|
Parlamenter sistemi güçlendirme ne demektir?​

Türkiye'nin iç gündemi, MHP lideri Sayın Bahçeli'nin son çıkışı ile birlikte başlayan Başkanlık Rejimi'ne geçiş tartışmalarına yeniden odaklandı. Doğrusu ben bu çıkışı rastgele bir çıkış olarak görmüyorum. Sayın Bahçeli, 15 Temmuz sonrası Türkiye'yi bekleyen ağır ve sıkıntılı süreçlerin farkına varan ve bu durumu her türlü siyâsal endişesinin üzerine koyan bir yaklaşım geliştirmiş durumda. Türkiye'nin ağır bir tahribât yaşayan kurumsal yapılarının bir an evvel ayağa kaldırılması için sorumluluk içinde hareket ediyor. Bu açıdan kendisini kutlamak gerekiyor. Gelişmeleri önümüzdeki günlerde göreceğiz.



CHP'ye gelince ezber reflekslerini göstermekte gecikmedi. “Parlamenter sistemin güçlendirilmesine” dayalı teklifini ısıtarak gündemdeki bildik yerini aldı. Doğrusu bu teklifin içinde neler yattığını biraz tartışmamız gerekiyor.

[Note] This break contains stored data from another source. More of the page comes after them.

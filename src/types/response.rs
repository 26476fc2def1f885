//! Response values: whole responses and streamed chunks.

use crate::Error;
use serde::{Deserialize, Serialize};
use serde_json::Value;
use std::collections::HashMap;
use std::time::{Duration, SystemTime, UNIX_EPOCH};

pub(crate) fn timestamp() -> f64 {
    SystemTime::now()
        .duration_since(UNIX_EPOCH)
        .map(|d| d.as_secs_f64())
        .unwrap_or(0.0)
}

/// Error message carried by responses that failed validation.
pub const VALIDATION_FAILED: &str = "Response validation failed";

/// Response from a single (non-streaming) query.
#[derive(Debug, Clone, Default, PartialEq, Serialize, Deserialize)]
pub struct AiResponse {
    pub content: String,
    pub success: bool,
    #[serde(default, skip_serializing_if = "Option::is_none")]
    pub error: Option<String>,
    #[serde(default, skip_serializing_if = "Option::is_none")]
    pub error_type: Option<String>,
    #[serde(default, skip_serializing_if = "HashMap::is_empty")]
    pub metadata: HashMap<String, Value>,
    #[serde(default, skip_serializing_if = "Option::is_none")]
    pub response_time: Option<Duration>,
    #[serde(default)]
    pub retry_count: u32,
}

impl AiResponse {
    pub fn success(content: impl Into<String>) -> Self {
        Self {
            content: content.into(),
            success: true,
            ..Default::default()
        }
    }

    /// Structured unsuccessful response for a classified error.
    pub fn failure(error: &Error, retry_count: u32) -> Self {
        Self {
            content: String::new(),
            success: false,
            error: Some(error.message()),
            error_type: Some(error.kind().name().to_string()),
            retry_count,
            ..Default::default()
        }
    }

    /// Unsuccessful response produced when the validator rejects a response.
    pub fn validation_failure(reason: impl Into<String>, retry_count: u32) -> Self {
        Self {
            content: String::new(),
            success: false,
            error: Some(VALIDATION_FAILED.to_string()),
            error_type: Some(crate::error_code::ErrorKind::Validation.name().to_string()),
            retry_count,
            ..Default::default()
        }
        .with_metadata("validation_reason", Value::String(reason.into()))
    }

    pub fn with_metadata(mut self, key: impl Into<String>, value: Value) -> Self {
        self.metadata.insert(key.into(), value);
        self
    }
}

/// One unit of incrementally produced content.
#[derive(Debug, Clone, PartialEq, Serialize, Deserialize)]
pub struct StreamingChunk {
    pub content: String,
    pub chunk_index: u64,
    pub is_complete: bool,
    #[serde(default, skip_serializing_if = "HashMap::is_empty")]
    pub metadata: HashMap<String, Value>,
    #[serde(default = "timestamp")]
    pub timestamp: f64,
}

impl StreamingChunk {
    pub fn new(content: impl Into<String>, chunk_index: u64) -> Self {
        Self {
            content: content.into(),
            chunk_index,
            is_complete: false,
            metadata: HashMap::new(),
            timestamp: timestamp(),
        }
    }

    /// The empty terminal chunk.
    pub fn terminal(chunk_index: u64) -> Self {
        Self {
            is_complete: true,
            ..Self::new("", chunk_index)
        }
    }

    pub fn with_metadata(mut self, key: impl Into<String>, value: Value) -> Self {
        self.metadata.insert(key.into(), value);
        self
    }
}
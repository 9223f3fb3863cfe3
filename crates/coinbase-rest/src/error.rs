//! Error types for REST API operations
//!
//! Three families are kept apart so callers can tell them apart:
//! - configuration problems ([`RestError::Configuration`]), raised at construction
//! - rejections by the exchange ([`RestError::Api`]), carrying an [`ApiError`]
//! - transport failures ([`RestError::Http`], [`RestError::Decode`]), where the
//!   request never reliably completed

use coinbase_auth::AuthError;
use serde_json::Value;
use std::fmt;

/// Message used when an error body has no `message` field
pub const DEFAULT_ERROR_MESSAGE: &str = "Unknown error";

/// Category of an API rejection, derived from the HTTP status
#[derive(Debug, Clone, Copy, PartialEq, Eq, Hash)]
pub enum ApiErrorKind {
    /// 400
    BadRequest,
    /// 401
    Unauthorized,
    /// 403
    Forbidden,
    /// 404
    NotFound,
    /// 500
    InternalServerError,
    /// Any other status in the rejection range
    Unknown,
}

impl ApiErrorKind {
    /// Map an HTTP status to its category
    pub fn from_status(status: u16) -> Self {
        match status {
            400 => Self::BadRequest,
            401 => Self::Unauthorized,
            403 => Self::Forbidden,
            404 => Self::NotFound,
            500 => Self::InternalServerError,
            _ => Self::Unknown,
        }
    }

    /// Name of the category
    pub fn as_str(&self) -> &'static str {
        match self {
            Self::BadRequest => "BadRequest",
            Self::Unauthorized => "Unauthorized",
            Self::Forbidden => "Forbidden",
            Self::NotFound => "NotFound",
            Self::InternalServerError => "InternalServerError",
            Self::Unknown => "Unknown",
        }
    }
}

impl fmt::Display for ApiErrorKind {
    fn fmt(&self, f: &mut fmt::Formatter<'_>) -> fmt::Result {
        f.write_str(self.as_str())
    }
}

/// Returns true when a status is treated as an API rejection (400..=500)
pub fn is_rejection_status(status: u16) -> bool {
    (400..=500).contains(&status)
}

/// A request rejected by the exchange
#[derive(Debug, Clone, PartialEq, Eq, thiserror::Error)]
#[error("{kind} ({status}): {message}")]
pub struct ApiError {
    /// HTTP status code
    pub status: u16,
    /// Message reported by the exchange
    pub message: String,
    /// Category derived from `status`
    pub kind: ApiErrorKind,
}

impl ApiError {
    /// Create an API error, deriving the kind from the status
    pub fn new(status: u16, message: impl Into<String>) -> Self {
        Self {
            status,
            message: message.into(),
            kind: ApiErrorKind::from_status(status),
        }
    }

    /// Create an API error from a decoded response body
    ///
    /// Uses the body's `message` field, falling back to `"Unknown error"`.
    pub fn from_body(status: u16, body: &Value) -> Self {
        let message = body
            .get("message")
            .and_then(Value::as_str)
            .unwrap_or(DEFAULT_ERROR_MESSAGE);

        Self::new(status, message)
    }
}

/// Errors that can occur during REST API operations
#[derive(Debug, thiserror::Error)]
pub enum RestError {
    /// Credentials could not be loaded or decoded
    #[error("Configuration error: {0}")]
    Configuration(#[from] AuthError),

    /// The exchange rejected the request
    #[error("API error: {0}")]
    Api(#[from] ApiError),

    /// HTTP request failed (connection, timeout, TLS)
    #[error("HTTP error: {0}")]
    Http(#[from] reqwest::Error),

    /// Response body was not valid JSON
    #[error("Failed to decode response body (status {status}): {source}")]
    Decode {
        /// HTTP status of the undecodable response
        status: u16,
        /// Underlying JSON error
        #[source]
        source: serde_json::Error,
    },

    /// Request body could not be serialized
    #[error("Failed to serialize request body: {0}")]
    Serialize(#[source] serde_json::Error),

    /// Invalid request parameters
    #[error("Invalid parameter: {0}")]
    InvalidParameter(String),
}

impl RestError {
    /// The exchange rejected the request
    pub fn is_api(&self) -> bool {
        matches!(self, Self::Api(_))
    }

    /// The request never reliably completed
    pub fn is_transport(&self) -> bool {
        matches!(self, Self::Http(_) | Self::Decode { .. })
    }

    /// Get the API error, if this is a rejection
    pub fn api_error(&self) -> Option<&ApiError> {
        match self {
            Self::Api(error) => Some(error),
            _ => None,
        }
    }

    /// HTTP status associated with this error, when one was received
    pub fn status(&self) -> Option<u16> {
        match self {
            Self::Api(error) => Some(error.status),
            Self::Decode { status, .. } => Some(*status),
            Self::Http(error) => error.status().map(|s| s.as_u16()),
            _ => None,
        }
    }

    /// Check if the same request could reasonably succeed if sent again
    ///
    /// Advisory only. Nothing in this crate retries.
    pub fn is_retryable(&self) -> bool {
        match self {
            Self::Api(error) => error.kind == ApiErrorKind::InternalServerError,
            Self::Http(error) => error.is_timeout() || error.is_connect(),
            Self::Configuration(_)
            | Self::Decode { .. }
            | Self::Serialize(_)
            | Self::InvalidParameter(_) => false,
        }
    }
}

/// Result type for REST operations
pub type RestResult<T> = Result<T, RestError>;
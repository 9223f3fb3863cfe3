//! Error types for credential handling

/// Errors raised while loading or validating credentials
///
/// These are configuration errors: they surface when credentials are built,
/// never while a request is in flight.
#[derive(Debug, thiserror::Error)]
pub enum AuthError {
    /// Invalid API credentials
    #[error("Invalid credentials: {0}")]
    InvalidCredentials(String),

    /// Environment variable not set
    #[error("Environment variable not set: {0}")]
    EnvVarNotSet(String),
}

/// Result type for authentication operations
pub type AuthResult<T> = Result<T, AuthError>;
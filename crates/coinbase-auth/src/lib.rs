//! Credentials and request signing for the Coinbase Exchange REST API
//!
//! Every private request carries four headers: the API key, the passphrase,
//! a timestamp in seconds and a signature. The signature is the base64
//! encoded HMAC-SHA256 of `timestamp + method + path + body`, keyed with the
//! base64-decoded API secret.
//!
//! # Example
//!
//! ```
//! use coinbase_auth::{Credentials, RequestSigner};
//!
//! # fn main() -> Result<(), coinbase_auth::AuthError> {
//! let creds = Credentials::new("key", "c2VjcmV0", "passphrase")?;
//!
//! let signer = RequestSigner::new(&creds, "GET", "accounts", Some(1_000));
//! assert_eq!(signer.path(), "/accounts");
//!
//! let signature = signer.sign(None);
//! assert_eq!(signature, creds.sign("GET", "accounts", None, 1_000));
//! # Ok(())
//! # }
//! ```

mod credentials;
mod error;

pub use credentials::{current_timestamp, normalize_path, prehash, Credentials, RequestSigner};
pub use error::{AuthError, AuthResult};
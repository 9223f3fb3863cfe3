//! Request parameter types for the endpoint wrappers

use rust_decimal::Decimal;
use serde::{Deserialize, Serialize};

/// Order side
#[derive(Debug, Clone, Copy, PartialEq, Eq, Serialize, Deserialize)]
#[serde(rename_all = "lowercase")]
pub enum Side {
    Buy,
    Sell,
}

/// Order type
#[derive(Debug, Clone, Copy, PartialEq, Eq, Serialize, Deserialize)]
#[serde(rename_all = "lowercase")]
pub enum OrderType {
    Limit,
    Market,
    Stop,
}

/// Time in force for limit orders
#[derive(Debug, Clone, Copy, PartialEq, Eq, Serialize, Deserialize)]
pub enum TimeInForce {
    /// Good till canceled
    #[serde(rename = "GTC")]
    GoodTillCanceled,
    /// Good till time (requires `cancel_after`)
    #[serde(rename = "GTT")]
    GoodTillTime,
    /// Immediate or cancel
    #[serde(rename = "IOC")]
    ImmediateOrCancel,
    /// Fill or kill
    #[serde(rename = "FOK")]
    FillOrKill,
}

/// Order status filter for listing orders
#[derive(Debug, Clone, Copy, PartialEq, Eq, Serialize, Deserialize)]
#[serde(rename_all = "lowercase")]
pub enum OrderStatus {
    Open,
    Pending,
    Active,
    Done,
    All,
}

/// Cursor pagination parameters
///
/// `before` and `after` are cursors taken from entries of a previous page.
#[derive(Debug, Clone, Default, PartialEq, Eq, Serialize)]
pub struct Pagination {
    #[serde(skip_serializing_if = "Option::is_none")]
    pub before: Option<String>,
    #[serde(skip_serializing_if = "Option::is_none")]
    pub after: Option<String>,
    #[serde(skip_serializing_if = "Option::is_none")]
    pub limit: Option<u32>,
}

impl Pagination {
    pub fn new() -> Self {
        Self::default()
    }

    pub fn before(mut self, cursor: impl Into<String>) -> Self {
        self.before = Some(cursor.into());
        self
    }

    pub fn after(mut self, cursor: impl Into<String>) -> Self {
        self.after = Some(cursor.into());
        self
    }

    pub fn limit(mut self, limit: u32) -> Self {
        self.limit = Some(limit);
        self
    }
}

/// Filter for listing orders
#[derive(Debug, Clone, Default, PartialEq, Eq, Serialize)]
pub struct OrderFilter {
    #[serde(skip_serializing_if = "Option::is_none")]
    pub status: Option<OrderStatus>,
    #[serde(skip_serializing_if = "Option::is_none")]
    pub product_id: Option<String>,
}

impl OrderFilter {
    pub fn new() -> Self {
        Self::default()
    }

    pub fn status(mut self, status: OrderStatus) -> Self {
        self.status = Some(status);
        self
    }

    pub fn product(mut self, product_id: impl Into<String>) -> Self {
        self.product_id = Some(product_id.into());
        self
    }
}

/// Body for placing a new order
///
/// Decimal fields are sent as strings, as the exchange expects.
#[derive(Debug, Clone, PartialEq, Serialize)]
pub struct NewOrder {
    #[serde(rename = "type")]
    pub order_type: OrderType,
    pub side: Side,
    pub product_id: String,
    #[serde(skip_serializing_if = "Option::is_none")]
    pub price: Option<Decimal>,
    #[serde(skip_serializing_if = "Option::is_none")]
    pub size: Option<Decimal>,
    /// Quote amount to spend (market orders only)
    #[serde(skip_serializing_if = "Option::is_none")]
    pub funds: Option<Decimal>,
    #[serde(skip_serializing_if = "Option::is_none")]
    pub time_in_force: Option<TimeInForce>,
    #[serde(skip_serializing_if = "Option::is_none")]
    pub post_only: Option<bool>,
    /// Caller-chosen order id
    #[serde(skip_serializing_if = "Option::is_none")]
    pub client_oid: Option<String>,
}

impl NewOrder {
    /// Create a limit order
    pub fn limit(side: Side, product_id: impl Into<String>, price: Decimal, size: Decimal) -> Self {
        Self {
            order_type: OrderType::Limit,
            side,
            product_id: product_id.into(),
            price: Some(price),
            size: Some(size),
            funds: None,
            time_in_force: None,
            post_only: None,
            client_oid: None,
        }
    }

    /// Create a market order for a base-currency size
    pub fn market(side: Side, product_id: impl Into<String>, size: Decimal) -> Self {
        Self {
            order_type: OrderType::Market,
            side,
            product_id: product_id.into(),
            price: None,
            size: Some(size),
            funds: None,
            time_in_force: None,
            post_only: None,
            client_oid: None,
        }
    }

    /// Create a market order spending a quote-currency amount
    pub fn market_funds(side: Side, product_id: impl Into<String>, funds: Decimal) -> Self {
        Self {
            size: None,
            funds: Some(funds),
            ..Self::market(side, product_id, Decimal::ZERO)
        }
    }

    pub fn with_time_in_force(mut self, tif: TimeInForce) -> Self {
        self.time_in_force = Some(tif);
        self
    }

    pub fn with_post_only(mut self, post_only: bool) -> Self {
        self.post_only = Some(post_only);
        self
    }

    pub fn with_client_oid(mut self, client_oid: impl Into<String>) -> Self {
        self.client_oid = Some(client_oid.into());
        self
    }
}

Evvelâ bir hususa dikkât çekmek istiyorum. Siyâsal sistemsel tercihlerin bir dizi nesnel ihtiyaçtan kaynaklandığını biliyoruz. Burada belirleyici olanın “toplumsal” dinamikler olduğunu da söyleyebiliriz. Siyâsal mühendislik gerektiren bir tablodur bu. Başarısını belirleyen faktörlerden başlıcası, sistem tercihlerinin, toplumsal ihtiyaçlara cevap vermesi olarak tespit edilebilir. Ama iş bununla bitmiyor. Çok daha girift başka meseleler de mevcut. Bir memlekette tercih konusu olan siyâsal sistemin başarılı olabilmesi, toplumsal ihtiyaçları karşılaması dışında , “siyasal kültür” ile “siyâsal sistem” arasındaki uyuşuma bağlıdır. Siyâsal kültürün târihsel kodları çok güçlüdür. Bu kodlara giydirilmek istenen sistemik libas , iyiniyetli bir terziliğin elinden çıksa da vücûda oturmayabiliyor. Zaman içinde dikişleri patlayabiliyor; beklenmedik neticeler ortaya çıkabiliyor.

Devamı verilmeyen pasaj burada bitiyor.